[Data entries]
---------------
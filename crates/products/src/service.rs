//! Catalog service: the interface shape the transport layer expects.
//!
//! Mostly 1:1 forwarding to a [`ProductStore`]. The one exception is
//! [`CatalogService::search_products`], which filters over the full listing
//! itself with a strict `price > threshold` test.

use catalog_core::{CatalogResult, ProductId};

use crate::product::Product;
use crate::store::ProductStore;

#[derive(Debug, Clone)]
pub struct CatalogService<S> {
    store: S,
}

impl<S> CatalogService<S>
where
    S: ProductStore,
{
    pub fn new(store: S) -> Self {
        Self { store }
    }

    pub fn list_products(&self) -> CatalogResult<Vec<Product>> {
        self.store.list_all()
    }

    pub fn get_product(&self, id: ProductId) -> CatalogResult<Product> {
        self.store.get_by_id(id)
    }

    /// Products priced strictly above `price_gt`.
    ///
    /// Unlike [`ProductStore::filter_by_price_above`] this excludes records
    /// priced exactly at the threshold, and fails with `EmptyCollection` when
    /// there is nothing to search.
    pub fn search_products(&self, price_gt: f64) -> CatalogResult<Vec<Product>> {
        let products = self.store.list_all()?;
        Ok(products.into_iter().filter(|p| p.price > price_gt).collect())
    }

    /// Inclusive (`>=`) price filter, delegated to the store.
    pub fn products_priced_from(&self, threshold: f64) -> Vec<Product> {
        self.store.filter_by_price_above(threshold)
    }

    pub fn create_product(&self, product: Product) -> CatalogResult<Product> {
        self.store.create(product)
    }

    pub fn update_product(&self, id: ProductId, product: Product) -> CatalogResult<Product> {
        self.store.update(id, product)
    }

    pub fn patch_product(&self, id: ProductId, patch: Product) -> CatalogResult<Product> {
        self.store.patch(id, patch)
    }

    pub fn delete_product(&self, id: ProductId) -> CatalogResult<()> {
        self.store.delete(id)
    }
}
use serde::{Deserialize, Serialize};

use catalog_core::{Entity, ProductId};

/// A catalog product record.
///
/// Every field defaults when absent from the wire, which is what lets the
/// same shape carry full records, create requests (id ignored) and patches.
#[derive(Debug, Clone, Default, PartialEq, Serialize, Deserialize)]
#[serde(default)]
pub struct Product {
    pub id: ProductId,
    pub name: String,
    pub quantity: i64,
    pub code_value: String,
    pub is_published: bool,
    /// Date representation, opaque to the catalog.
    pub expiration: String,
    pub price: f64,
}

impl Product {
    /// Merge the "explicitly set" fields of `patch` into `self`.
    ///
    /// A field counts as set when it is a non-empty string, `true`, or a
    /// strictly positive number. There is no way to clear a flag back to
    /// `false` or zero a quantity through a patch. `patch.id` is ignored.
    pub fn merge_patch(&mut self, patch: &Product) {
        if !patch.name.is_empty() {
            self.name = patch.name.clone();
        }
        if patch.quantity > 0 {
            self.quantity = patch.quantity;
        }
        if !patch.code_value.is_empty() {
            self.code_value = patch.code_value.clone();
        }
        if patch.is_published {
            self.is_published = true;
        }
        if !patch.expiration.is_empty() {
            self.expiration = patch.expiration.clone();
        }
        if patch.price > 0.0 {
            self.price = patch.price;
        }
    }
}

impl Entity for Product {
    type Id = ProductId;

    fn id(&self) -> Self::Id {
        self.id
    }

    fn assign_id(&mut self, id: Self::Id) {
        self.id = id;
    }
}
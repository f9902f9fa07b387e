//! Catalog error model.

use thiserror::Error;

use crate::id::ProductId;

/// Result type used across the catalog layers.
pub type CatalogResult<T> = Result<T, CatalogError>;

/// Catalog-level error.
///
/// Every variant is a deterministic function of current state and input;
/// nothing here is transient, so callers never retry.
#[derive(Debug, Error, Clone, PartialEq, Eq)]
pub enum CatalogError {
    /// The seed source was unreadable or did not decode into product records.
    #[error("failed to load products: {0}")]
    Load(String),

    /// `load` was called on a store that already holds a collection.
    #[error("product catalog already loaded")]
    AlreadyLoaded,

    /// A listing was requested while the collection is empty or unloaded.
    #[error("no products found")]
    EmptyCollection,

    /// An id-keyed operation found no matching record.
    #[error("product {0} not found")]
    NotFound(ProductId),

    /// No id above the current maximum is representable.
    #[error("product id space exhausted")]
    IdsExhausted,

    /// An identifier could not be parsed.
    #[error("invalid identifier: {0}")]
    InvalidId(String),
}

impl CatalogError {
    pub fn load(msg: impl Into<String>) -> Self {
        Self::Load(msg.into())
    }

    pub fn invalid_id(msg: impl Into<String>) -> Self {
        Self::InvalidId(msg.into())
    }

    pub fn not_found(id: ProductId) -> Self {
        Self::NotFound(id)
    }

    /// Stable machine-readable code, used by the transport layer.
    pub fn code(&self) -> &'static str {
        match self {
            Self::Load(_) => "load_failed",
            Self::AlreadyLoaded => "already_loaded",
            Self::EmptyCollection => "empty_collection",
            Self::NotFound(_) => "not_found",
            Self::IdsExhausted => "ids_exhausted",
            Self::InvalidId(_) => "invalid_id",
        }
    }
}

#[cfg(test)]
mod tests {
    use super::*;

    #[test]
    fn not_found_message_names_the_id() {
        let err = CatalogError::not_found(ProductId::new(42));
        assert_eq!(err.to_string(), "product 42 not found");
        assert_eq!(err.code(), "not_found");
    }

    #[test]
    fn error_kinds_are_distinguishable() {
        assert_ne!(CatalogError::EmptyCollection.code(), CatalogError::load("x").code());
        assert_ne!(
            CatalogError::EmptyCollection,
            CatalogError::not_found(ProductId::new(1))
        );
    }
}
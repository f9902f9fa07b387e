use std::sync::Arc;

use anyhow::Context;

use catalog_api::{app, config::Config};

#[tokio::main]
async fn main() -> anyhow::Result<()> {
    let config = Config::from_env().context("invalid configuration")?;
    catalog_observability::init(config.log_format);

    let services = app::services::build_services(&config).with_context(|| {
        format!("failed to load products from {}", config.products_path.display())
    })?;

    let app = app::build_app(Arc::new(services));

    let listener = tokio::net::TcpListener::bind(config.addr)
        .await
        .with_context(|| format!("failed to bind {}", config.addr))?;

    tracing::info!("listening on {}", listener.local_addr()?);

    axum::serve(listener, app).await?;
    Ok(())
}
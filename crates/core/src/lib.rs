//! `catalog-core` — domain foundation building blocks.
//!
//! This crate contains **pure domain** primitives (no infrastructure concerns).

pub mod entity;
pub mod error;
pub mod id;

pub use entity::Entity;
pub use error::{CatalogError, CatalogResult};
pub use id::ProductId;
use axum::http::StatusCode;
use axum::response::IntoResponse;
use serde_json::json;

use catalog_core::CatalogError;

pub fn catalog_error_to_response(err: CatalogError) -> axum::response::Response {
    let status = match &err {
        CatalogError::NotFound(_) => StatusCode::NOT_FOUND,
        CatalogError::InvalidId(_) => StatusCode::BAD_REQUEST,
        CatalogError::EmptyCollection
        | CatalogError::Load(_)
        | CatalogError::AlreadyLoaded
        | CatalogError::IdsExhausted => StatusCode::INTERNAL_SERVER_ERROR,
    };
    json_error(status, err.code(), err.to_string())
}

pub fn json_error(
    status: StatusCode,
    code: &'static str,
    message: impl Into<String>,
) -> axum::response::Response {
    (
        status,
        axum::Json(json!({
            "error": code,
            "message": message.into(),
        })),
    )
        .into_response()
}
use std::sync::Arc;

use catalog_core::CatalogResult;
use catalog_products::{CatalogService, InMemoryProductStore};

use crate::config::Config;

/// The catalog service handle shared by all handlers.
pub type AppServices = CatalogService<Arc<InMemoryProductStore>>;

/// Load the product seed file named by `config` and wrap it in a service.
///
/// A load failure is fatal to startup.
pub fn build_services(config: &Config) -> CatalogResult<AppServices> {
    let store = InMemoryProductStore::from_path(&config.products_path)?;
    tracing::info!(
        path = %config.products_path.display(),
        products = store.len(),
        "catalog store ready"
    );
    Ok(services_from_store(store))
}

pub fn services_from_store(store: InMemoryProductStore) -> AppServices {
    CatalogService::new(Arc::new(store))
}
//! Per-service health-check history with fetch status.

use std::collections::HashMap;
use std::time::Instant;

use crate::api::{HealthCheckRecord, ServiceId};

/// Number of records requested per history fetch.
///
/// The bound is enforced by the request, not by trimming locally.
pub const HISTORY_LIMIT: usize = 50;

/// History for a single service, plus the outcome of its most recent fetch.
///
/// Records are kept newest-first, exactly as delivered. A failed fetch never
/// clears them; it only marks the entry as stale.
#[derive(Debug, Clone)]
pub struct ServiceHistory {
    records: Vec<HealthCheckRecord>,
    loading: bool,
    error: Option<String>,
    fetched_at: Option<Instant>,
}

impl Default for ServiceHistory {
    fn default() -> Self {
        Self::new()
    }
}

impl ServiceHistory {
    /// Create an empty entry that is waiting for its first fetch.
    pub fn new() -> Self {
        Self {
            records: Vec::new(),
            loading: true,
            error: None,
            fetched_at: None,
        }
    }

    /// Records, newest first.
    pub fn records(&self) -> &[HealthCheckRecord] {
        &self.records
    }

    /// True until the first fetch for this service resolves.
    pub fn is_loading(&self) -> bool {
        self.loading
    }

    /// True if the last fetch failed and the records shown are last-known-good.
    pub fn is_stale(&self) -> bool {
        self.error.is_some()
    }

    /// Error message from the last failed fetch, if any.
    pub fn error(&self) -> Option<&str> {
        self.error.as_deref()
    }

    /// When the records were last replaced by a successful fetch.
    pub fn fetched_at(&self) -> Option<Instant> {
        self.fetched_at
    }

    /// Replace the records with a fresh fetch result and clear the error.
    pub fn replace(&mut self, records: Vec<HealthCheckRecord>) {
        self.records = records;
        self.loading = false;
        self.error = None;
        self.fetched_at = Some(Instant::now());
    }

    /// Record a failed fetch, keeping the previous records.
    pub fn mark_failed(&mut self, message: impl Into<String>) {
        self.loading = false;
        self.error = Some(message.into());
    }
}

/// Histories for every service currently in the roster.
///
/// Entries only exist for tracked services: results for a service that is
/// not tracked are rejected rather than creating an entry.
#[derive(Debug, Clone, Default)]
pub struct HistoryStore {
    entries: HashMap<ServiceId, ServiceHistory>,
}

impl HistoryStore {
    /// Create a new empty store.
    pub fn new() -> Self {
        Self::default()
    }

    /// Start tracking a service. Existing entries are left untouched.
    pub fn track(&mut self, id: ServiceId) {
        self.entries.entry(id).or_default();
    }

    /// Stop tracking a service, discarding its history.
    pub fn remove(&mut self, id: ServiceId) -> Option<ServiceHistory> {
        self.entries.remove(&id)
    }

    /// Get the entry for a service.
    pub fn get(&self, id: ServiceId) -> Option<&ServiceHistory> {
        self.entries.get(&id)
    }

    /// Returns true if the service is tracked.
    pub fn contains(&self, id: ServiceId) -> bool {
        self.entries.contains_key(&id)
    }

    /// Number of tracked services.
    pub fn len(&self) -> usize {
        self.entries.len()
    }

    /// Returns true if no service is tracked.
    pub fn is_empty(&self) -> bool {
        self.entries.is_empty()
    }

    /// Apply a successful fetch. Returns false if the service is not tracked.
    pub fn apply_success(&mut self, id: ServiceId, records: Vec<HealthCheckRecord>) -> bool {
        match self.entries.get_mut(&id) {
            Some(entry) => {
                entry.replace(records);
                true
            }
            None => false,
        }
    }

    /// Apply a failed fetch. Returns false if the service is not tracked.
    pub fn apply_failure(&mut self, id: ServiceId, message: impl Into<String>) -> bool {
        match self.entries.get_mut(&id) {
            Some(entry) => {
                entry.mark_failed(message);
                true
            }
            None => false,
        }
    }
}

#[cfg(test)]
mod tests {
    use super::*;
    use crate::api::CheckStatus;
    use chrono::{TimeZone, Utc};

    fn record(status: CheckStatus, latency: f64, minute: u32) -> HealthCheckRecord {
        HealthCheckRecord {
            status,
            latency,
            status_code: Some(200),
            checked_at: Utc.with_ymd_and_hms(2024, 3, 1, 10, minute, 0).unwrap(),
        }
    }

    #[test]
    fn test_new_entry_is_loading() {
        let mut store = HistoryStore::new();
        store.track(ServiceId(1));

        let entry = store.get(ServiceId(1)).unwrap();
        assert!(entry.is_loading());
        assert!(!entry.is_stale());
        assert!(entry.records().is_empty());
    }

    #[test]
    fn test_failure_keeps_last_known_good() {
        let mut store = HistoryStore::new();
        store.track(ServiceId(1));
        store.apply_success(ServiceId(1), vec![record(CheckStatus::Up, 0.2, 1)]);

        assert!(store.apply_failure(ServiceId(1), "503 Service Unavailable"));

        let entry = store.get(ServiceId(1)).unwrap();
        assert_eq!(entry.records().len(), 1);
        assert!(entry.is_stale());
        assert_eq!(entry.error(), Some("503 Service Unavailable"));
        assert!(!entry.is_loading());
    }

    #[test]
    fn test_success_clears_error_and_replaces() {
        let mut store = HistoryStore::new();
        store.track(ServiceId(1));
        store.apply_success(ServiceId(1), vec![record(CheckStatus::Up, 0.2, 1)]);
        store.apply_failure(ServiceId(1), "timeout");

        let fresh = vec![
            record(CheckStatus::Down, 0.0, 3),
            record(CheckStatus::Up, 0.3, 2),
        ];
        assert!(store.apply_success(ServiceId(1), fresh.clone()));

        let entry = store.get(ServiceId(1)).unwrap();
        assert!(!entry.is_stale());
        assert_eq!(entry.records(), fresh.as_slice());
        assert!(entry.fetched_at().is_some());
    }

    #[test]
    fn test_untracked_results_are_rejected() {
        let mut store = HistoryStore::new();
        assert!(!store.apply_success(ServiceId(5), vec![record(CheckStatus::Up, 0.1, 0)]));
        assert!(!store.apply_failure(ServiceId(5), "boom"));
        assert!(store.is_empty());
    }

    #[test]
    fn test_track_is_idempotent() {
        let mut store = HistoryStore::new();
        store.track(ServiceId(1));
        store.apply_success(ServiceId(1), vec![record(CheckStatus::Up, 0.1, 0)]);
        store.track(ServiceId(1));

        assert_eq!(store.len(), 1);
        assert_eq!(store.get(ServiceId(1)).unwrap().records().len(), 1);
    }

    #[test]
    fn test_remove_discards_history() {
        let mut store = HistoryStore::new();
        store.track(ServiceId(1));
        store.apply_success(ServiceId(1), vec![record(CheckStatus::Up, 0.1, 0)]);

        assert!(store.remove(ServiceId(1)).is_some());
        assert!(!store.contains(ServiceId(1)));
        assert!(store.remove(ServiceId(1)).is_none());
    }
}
---------------
* Task instructions
Copy out every line of the data in which the word "PartialEq" is found.

* Response to this task
#[derive(Debug, Clone, Default, PartialEq, Serialize, Deserialize)]
#[derive(Debug, Error, Clone, PartialEq, Eq)]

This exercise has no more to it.